◆ Task details ◆
Below are the records; give the number of lines in them that include the word "closed", and nothing more.

◆ Given records ◆
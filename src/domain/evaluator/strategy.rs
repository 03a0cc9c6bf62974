//! `strategy*` order builtins. Market orders fill at the current close;
//! orders with a limit or stop price rest until a later bar reaches them.

use crate::domain::account::{OrderKind, PendingOrder};
use crate::domain::environment::Environment;
use crate::domain::error::EvalError;
use crate::domain::position::Direction;
use crate::domain::registry::StrategyFn;
use crate::domain::value::Value;

use super::args::BoundArgs;

fn required_text<'a>(args: &'a BoundArgs, index: usize, function: &str, param: &str) -> Result<&'a str, EvalError> {
    args.text(index).ok_or_else(|| EvalError::TypeMismatch {
        function: function.to_string(),
        param: param.to_string(),
        expected: "string".to_string(),
        found: args.value(index).type_name().to_string(),
    })
}

pub(super) fn call(
    f: StrategyFn,
    args: &BoundArgs,
    env: &mut Environment,
    default_qty: f64,
) -> Result<Value, EvalError> {
    let (Some(bar), Some(bar_index)) = (env.current_bar().copied(), env.bar_index()) else {
        return Ok(Value::Na);
    };
    match f {
        StrategyFn::Entry => {
            let id = required_text(args, 0, "strategyEntry", "id")?;
            let direction = args.text(1).and_then(Direction::parse).ok_or_else(|| {
                EvalError::TypeMismatch {
                    function: "strategyEntry".to_string(),
                    param: "direction".to_string(),
                    expected: "\"long\" or \"short\"".to_string(),
                    found: args.value(1).to_string(),
                }
            })?;
            let quantity = args.number(2).unwrap_or(default_qty);
            let (limit, stop) = (args.number(3), args.number(4));
            let account = env.account_mut();
            if limit.is_some() || stop.is_some() {
                account.place_order(PendingOrder {
                    id: id.to_string(),
                    kind: OrderKind::Entry {
                        direction,
                        quantity,
                    },
                    limit,
                    stop,
                });
                return Ok(Value::Bool(true));
            }
            if account.has_position(id) {
                return Ok(Value::Bool(false));
            }
            account.enter_reversing(id, direction, quantity, bar.close, bar.time, bar_index)?;
            Ok(Value::Bool(true))
        }
        StrategyFn::Close => {
            let id = required_text(args, 0, "strategyClose", "id")?;
            let account = env.account_mut();
            if !account.has_position(id) {
                return Ok(Value::Bool(false));
            }
            account.exit(id, bar.close, bar.time)?;
            Ok(Value::Bool(true))
        }
        StrategyFn::CloseAll => {
            let closed = env.account_mut().close_all(bar.close, bar.time);
            Ok(Value::Number(closed.len() as f64))
        }
        StrategyFn::Exit => {
            let id = required_text(args, 0, "strategyExit", "id")?;
            let from_entry = required_text(args, 1, "strategyExit", "fromEntry")?;
            let (limit, stop) = (args.number(2), args.number(3));
            let account = env.account_mut();
            if limit.is_none() && stop.is_none() {
                if !account.has_position(from_entry) {
                    return Ok(Value::Bool(false));
                }
                account.exit(from_entry, bar.close, bar.time)?;
                return Ok(Value::Bool(true));
            }
            account.place_order(PendingOrder {
                id: id.to_string(),
                kind: OrderKind::Exit {
                    from_entry: from_entry.to_string(),
                },
                limit,
                stop,
            });
            Ok(Value::Bool(true))
        }
        StrategyFn::Cancel => {
            let id = required_text(args, 0, "strategyCancel", "id")?;
            Ok(Value::Bool(env.account_mut().cancel(id)))
        }
        StrategyFn::CancelAll => Ok(Value::Number(env.account_mut().cancel_all() as f64)),
    }
}
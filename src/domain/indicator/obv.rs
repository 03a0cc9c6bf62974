//! On-Balance Volume.
//!
//! OBV[0] = volume[0]
//! If close[i] > close[i-1]: OBV[i] = OBV[i-1] + volume[i]
//! If close[i] < close[i-1]: OBV[i] = OBV[i-1] - volume[i]
//! Otherwise OBV[i] = OBV[i-1]
//! Accumulated across the retained window.

use super::align;

pub fn calculate_obv(close: &[f64], volume: &[f64]) -> Option<f64> {
    let [close, volume] = align([close, volume]);
    let (&first, _) = volume.split_first()?;
    let mut obv = first;
    for i in 1..close.len() {
        if close[i] > close[i - 1] {
            obv += volume[i];
        } else if close[i] < close[i - 1] {
            obv -= volume[i];
        }
    }
    (!obv.is_nan()).then_some(obv)
}

#[cfg(test)]
mod tests {
    use super::*;

    #[test]
    fn obv_accumulates_by_direction() {
        let close = [10.0, 11.0, 10.5, 10.5, 12.0];
        let volume = [100.0, 200.0, 150.0, 300.0, 50.0];
        // 100 + 200 - 150 + 0 + 50
        assert_eq!(calculate_obv(&close, &volume), Some(200.0));
    }

    #[test]
    fn obv_first_bar_is_volume() {
        assert_eq!(calculate_obv(&[10.0], &[500.0]), Some(500.0));
    }

    #[test]
    fn obv_empty_is_na() {
        assert_eq!(calculate_obv(&[], &[]), None);
    }
}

◆ Exercise solution ◆
2